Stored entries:
----------
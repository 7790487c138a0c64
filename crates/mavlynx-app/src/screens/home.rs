//! Home screen: landing page that shows the plan picked on Essentials

use crate::errors::AppError;
use crate::navigation::{NavPayload, Route, Tab};
use crate::views::PhonePlan;

const ROUTE: Route = Route::Tab(Tab::Home);

/// Home screen state
#[derive(Clone, Debug, Default, PartialEq, Eq)]
pub struct HomeScreen {
    selected_plan: Option<PhonePlan>,
}

impl HomeScreen {
    /// Screen with no plan selected
    pub fn new() -> Self {
        Self::default()
    }

    /// Interpret a navigation payload.
    ///
    /// `SelectedPlan` records the plan and no payload leaves the screen as
    /// it is. Any other payload resets the screen to its default state and
    /// is reported as [`AppError::NavigationPayloadInvalid`].
    pub fn receive(&mut self, payload: Option<&NavPayload>) -> Result<(), AppError> {
        match payload {
            None => Ok(()),
            Some(NavPayload::SelectedPlan(plan)) => {
                tracing::info!(plan = %plan.name, price = plan.price, "Plan selected");
                self.selected_plan = Some(plan.clone());
                Ok(())
            }
            Some(other) => {
                self.selected_plan = None;
                let err = AppError::invalid_payload(
                    ROUTE,
                    format!("unexpected {} payload", other.kind()),
                );
                tracing::warn!(error = %err, "Discarding navigation payload");
                Err(err)
            }
        }
    }

    /// Interpret an untyped payload, e.g. one received over a deep link
    pub fn receive_json(&mut self, value: serde_json::Value) -> Result<(), AppError> {
        match NavPayload::from_json(ROUTE, value) {
            Ok(payload) => self.receive(Some(&payload)),
            Err(err) => {
                self.selected_plan = None;
                tracing::warn!(error = %err, "Discarding navigation payload");
                Err(err)
            }
        }
    }

    /// Plan chosen on the Essentials tab
    pub fn selected_plan(&self) -> Option<&PhonePlan> {
        self.selected_plan.as_ref()
    }

    /// Monthly cost of the selected plan
    pub fn estimated_monthly_cost(&self) -> Option<u32> {
        self.selected_plan.as_ref().map(|p| p.price)
    }

    /// Greeting line
    pub fn headline(&self) -> String {
        match &self.selected_plan {
            Some(plan) => format!(
                "Your phone plan: {} (${}/month, {}, {})",
                plan.name, plan.price, plan.data_limit, plan.coverage
            ),
            None => "Welcome to MavLynx".to_string(),
        }
    }
}

#[cfg(test)]
mod tests {
    use super::*;
    use crate::catalog;

    #[test]
    fn test_selected_plan_is_recorded() -> Result<(), AppError> {
        let mut home = HomeScreen::new();
        assert_eq!(home.estimated_monthly_cost(), None);

        let plan = catalog::phone_plans().remove(2);
        home.receive(Some(&NavPayload::SelectedPlan(plan)))?;
        assert_eq!(home.estimated_monthly_cost(), Some(60));
        assert_eq!(
            home.headline(),
            "Your phone plan: Premium Plan ($60/month, Unlimited, Global)"
        );

        home.receive(None)?;
        assert_eq!(home.selected_plan().map(|p| p.price), Some(60));
        Ok(())
    }

    #[test]
    fn test_unexpected_payload_falls_back_to_default() -> Result<(), AppError> {
        let mut home = HomeScreen::new();
        home.receive(Some(&NavPayload::SelectedPlan(
            catalog::phone_plans().remove(0),
        )))?;

        let club = catalog::clubs().remove(0);
        let err = home.receive(Some(&NavPayload::Club(club)));
        assert!(matches!(err, Err(AppError::NavigationPayloadInvalid { .. })));
        assert_eq!(home, HomeScreen::default());
        Ok(())
    }

    #[test]
    fn test_json_payload() -> Result<(), AppError> {
        let mut home = HomeScreen::new();
        home.receive_json(serde_json::json!({
            "selectedPlan": {
                "name": "Standard Plan",
                "price": 45,
                "dataLimit": "5GB",
                "coverage": "Nationwide + Canada"
            }
        }))?;
        assert_eq!(home.estimated_monthly_cost(), Some(45));

        assert!(home
            .receive_json(serde_json::json!({ "plan": "premium" }))
            .is_err());
        assert_eq!(home.selected_plan(), None);
        Ok(())
    }
}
----------
**Task details:**
Return every record above exactly, line by line.

**Response for this exercise:**
repository 7790487c138a0c64
filename crates/mavlynx-app/src/screens/home.rs
//! Home screen: landing page that shows the plan picked on Essentials

use crate::errors::AppError;
use crate::navigation::{NavPayload, Route, Tab};
use crate::views::PhonePlan;

const ROUTE: Route = Route::Tab(Tab::Home);

/// Home screen state
#[derive(Clone, Debug, Default, PartialEq, Eq)]
pub struct HomeScreen {
    selected_plan: Option<PhonePlan>,
}

impl HomeScreen {
    /// Screen with no plan selected
    pub fn new() -> Self {
        Self::default()
    }

    /// Interpret a navigation payload.
    ///
    /// `SelectedPlan` records the plan and no payload leaves the screen as
    /// it is. Any other payload resets the screen to its default state and
    /// is reported as [`AppError::NavigationPayloadInvalid`].
    pub fn receive(&mut self, payload: Option<&NavPayload>) -> Result<(), AppError> {
        match payload {
            None => Ok(()),
            Some(NavPayload::SelectedPlan(plan)) => {
                tracing::info!(plan = %plan.name, price = plan.price, "Plan selected");
                self.selected_plan = Some(plan.clone());
                Ok(())
            }
            Some(other) => {
                self.selected_plan = None;
                let err = AppError::invalid_payload(
                    ROUTE,
                    format!("unexpected {} payload", other.kind()),
                );
                tracing::warn!(error = %err, "Discarding navigation payload");
                Err(err)
            }
        }
    }

    /// Interpret an untyped payload, e.g. one received over a deep link
    pub fn receive_json(&mut self, value: serde_json::Value) -> Result<(), AppError> {
        match NavPayload::from_json(ROUTE, value) {
            Ok(payload) => self.receive(Some(&payload)),
            Err(err) => {
                self.selected_plan = None;
                tracing::warn!(error = %err, "Discarding navigation payload");
                Err(err)
            }
        }
    }

    /// Plan chosen on the Essentials tab
    pub fn selected_plan(&self) -> Option<&PhonePlan> {
        self.selected_plan.as_ref()
    }

    /// Monthly cost of the selected plan
    pub fn estimated_monthly_cost(&self) -> Option<u32> {
        self.selected_plan.as_ref().map(|p| p.price)
    }

    /// Greeting line
    pub fn headline(&self) -> String {
        match &self.selected_plan {
            Some(plan) => format!(
                "Your phone plan: {} (${}/month, {}, {})",
                plan.name, plan.price, plan.data_limit, plan.coverage
            ),
            None => "Welcome to MavLynx".to_string(),
        }
    }
}

#[cfg(test)]
mod tests {
    use super::*;
    use crate::catalog;

    #[test]
    fn test_selected_plan_is_recorded() -> Result<(), AppError> {
        let mut home = HomeScreen::new();
        assert_eq!(home.estimated_monthly_cost(), None);

        let plan = catalog::phone_plans().remove(2);
        home.receive(Some(&NavPayload::SelectedPlan(plan)))?;
        assert_eq!(home.estimated_monthly_cost(), Some(60));
        assert_eq!(
            home.headline(),
            "Your phone plan: Premium Plan ($60/month, Unlimited, Global)"
        );

        home.receive(None)?;
        assert_eq!(home.selected_plan().map(|p| p.price), Some(60));
        Ok(())
    }

    #[test]
    fn test_unexpected_payload_falls_back_to_default() -> Result<(), AppError> {
        let mut home = HomeScreen::new();
        home.receive(Some(&NavPayload::SelectedPlan(
            catalog::phone_plans().remove(0),
        )))?;

        let club = catalog::clubs().remove(0);
        let err = home.receive(Some(&NavPayload::Club(club)));
        assert!(matches!(err, Err(AppError::NavigationPayloadInvalid { .. })));
        assert_eq!(home, HomeScreen::default());
        Ok(())
    }

    #[test]
    fn test_json_payload() -> Result<(), AppError> {
        let mut home = HomeScreen::new();
        home.receive_json(serde_json::json!({
            "selectedPlan": {
                "name": "Standard Plan",
                "price": 45,
                "dataLimit": "5GB",
                "coverage": "Nationwide + Canada"
            }
        }))?;
        assert_eq!(home.estimated_monthly_cost(), Some(45));

        assert!(home
            .receive_json(serde_json::json!({ "plan": "premium" }))
            .is_err());
        assert_eq!(home.selected_plan(), None);
        Ok(())
    }
}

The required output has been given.